Sonntagsdemonstrationen, Volksbegehren, offene Briefe: Warum politische Beteiligung mehr ist, als alle fünf Jahre einen Zettel in eine Urne zu werfen und wieso das für eine lebendige Demokratie so wichtig ist, wurde beim Gesellschaftspolitischen Stammtisch im Kolpinghaus Dornbirn diskutiert.

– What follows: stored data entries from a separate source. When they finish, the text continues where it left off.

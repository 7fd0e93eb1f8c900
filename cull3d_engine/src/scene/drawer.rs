/// Drawing strategies.
///
/// A Drawer renders visible instances from a RenderView through a
/// RenderBackend. Frame-wide uniforms (view, projection, time) are set by
/// the caller; the drawer only sets per-instance state.

use crate::error::Result;
use crate::renderer::{DrawCall, RenderBackend, UniformValue};
use crate::renderer::shaders::{UNIFORM_COLOR, UNIFORM_GRID_POSITION, UNIFORM_MODEL};
use crate::camera::RenderView;
use super::scene::Scene;

/// Strategy for drawing visible instances.
///
/// Called with the instance program already bound. The Drawer reads from
/// the Scene (immutably) and issues one or more draws per instance.
///
/// `&self` because drawing is stateless; the same Drawer can be
/// reused across multiple scenes and frames.
pub trait Drawer: Send + Sync {
    /// Draw visible instances from the RenderView. Returns the number of draws issued.
    fn draw(&self, scene: &Scene, view: &RenderView, backend: &mut dyn RenderBackend) -> Result<u32>;
}

/// Forward drawer. Draws each instance sequentially (no sorting, no instancing).
#[derive(Debug, Default)]
pub struct ForwardDrawer;

impl ForwardDrawer {
    pub fn new() -> Self {
        Self
    }
}

impl Drawer for ForwardDrawer {
    fn draw(&self, scene: &Scene, view: &RenderView, backend: &mut dyn RenderBackend) -> Result<u32> {
        let mut draw_calls = 0;

        for &key in view.visible_instances() {
            let instance = match scene.render_instance(key) {
                Some(inst) => inst,
                None => continue, // removed between cull and draw
            };

            if instance.vertex_count() == 0 {
                continue;
            }

            backend.set_uniform(UNIFORM_MODEL, UniformValue::Mat4(*instance.world_matrix()))?;
            backend.set_uniform(UNIFORM_GRID_POSITION, UniformValue::Vec2(instance.grid_position()))?;
            backend.set_uniform(UNIFORM_COLOR, UniformValue::Vec3(instance.color()))?;
            backend.draw(&DrawCall::triangles(instance.vertex_count()))?;
            draw_calls += 1;
        }

        Ok(draw_calls)
    }
}

#[cfg(test)]
#[path = "drawer_tests.rs"]
mod tests;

„Sobald nach den Fremden getreten wird, bröckelt eine Demokratie.“ Dieser Gedanke seiner einstigen Geschichtslehrerin habe sich ihm eingebrannt, erklärt Klaus Begle. Er ist ein Grund, weshalb der Psychiater und Psychotherapeut die Vorarlberger „Sonntagsdemonstrationen“ mitinitiiert hat - die wiederum der Grund dafür sind, dass sich der Gesellschaftspolitische Stammtisch des EthikCenters der Katholischen Kirche Vorarlberg Montagabend eine ganz ähnliche Frage stellt: „Stirbt die Demokratie?“

Großes Interesse

Wenn man seinen Blick durchs Publikum schweifen lässt - ins Kolpinghaus in Dornbirn sind so viele gekommen, dass manche mit den Fensterbänken oder einem Stehplatz an der Wand Vorlieb nehmen müssen -, könnte man sie schon vor Beginn des Abends beantworten: Nein - unsere Demokratie ist quicklebendig! Allerdings muss angemerkt werden, dass die Jugendlichen in diesem Raum fehlten. Ein Gesicht unter 40 Jahren war kaum im Saal anzutreffen, wie Moderator Thomas Matt auch anmerkte.

Fallstricke

Dass es vielleicht nicht ganz so einfach ist, macht Hauptreferent Peter Filzmaier klar. Der Politikwissenschaftler zeigt nicht nur, wo die Fallstricke in allzu lässigen Definitionen von Begriffen wie Politik, Demokratie und politischer Kultur lauern, sondern auch, wie man mit ähnlich simplen Fragestellungen ganze Initiativen zerlegen kann. „Was ist das (messbare) Ziel, was sind die Zielgruppen und was sind die richtigen Kommunikationskanäle?“ will er etwa mit Blick auf vergangene Volksbegehren wissen. Bei der Rauchfrei-Kampagne sei die Sache eindeutig - beim Frauenvolksbegehren leider nicht. Und auch die Sonntagsdemonstrationen müssen sich als „Lehrlingsbeispiel“ diese Fragen gefallen lassen - zusammen mit dem Hinweis, dass beispielsweise in Wien nicht viel vom Vorarlberger Furor zu spüren ist.

Kritischer Blick

Filzmaier tut das nicht, weil er die Demonstrierenden demoralisieren will - im Gegenteil: Er, dem man hier mit so viel Respekt begegnet, zeigt sich tief beeindruckt von der Entschlossenheit der Vorarlberger/innen. Allerdings weiß er, der unzählige politische Initiativen unter die wissenschaftliche Lupe genommen hat, eben auch um (Miss-)Erfolgsfaktoren und will die Engagierten vor vermeidbaren Fehlern bewahren.

Jugend und Demokratie

Pflichtschulinspektorin Judith Sauerwein betonte, dass in der Schule viel Wert  auf das Unterrichtsprinzip "Politische Bildung" gelegt wird. Auch die gelebte Demokratie an der Schule, bei der sich Schüler/innen als Klassen- und Schulsprecher/innen einbringen können, ist für sie immens wichtig. Auf eine Frage aus dem Publikum, wie die Schule mit den neuen Medien umgehe und wie Medienkompetenz ausschauen könne antwortete Sauerwein, dass es zugegebenermaßen sehr schwierig sei, Medienkompetenz zu vermitteln. Wenn sich Jugendliche vermehrt in den sozialen Medien politisch informieren (oft ohne die Quellen zu prüfen) und klassischer Journalismus selten gelesen oder gehört wird, dann kann auch die politische Bildung brökeln.

Viele Ideen

Am Podium stellen sich neben Filzmaier und Begle auch  Armin Amann, Obmann des Vereins „mehr-demokratie! vorarlberg“, den Wortbeiträgen des Publikums. Während sich  Christian Hörl als einstiger Politiker für einen besseren Mix aus verschiedenen Demokratiemodellen stark macht, wünscht sich der Dornbirner Mittelschullehrer Johannes Spies entsprechend spezialisierte Fachkräfte für die politische Bildung an Schulen. Darüber, dass demokratiepolitische Privilegien wie Wahlen und das Recht auf Demonstration unbedingt genutzt werden wollen, herrscht Einigkeit.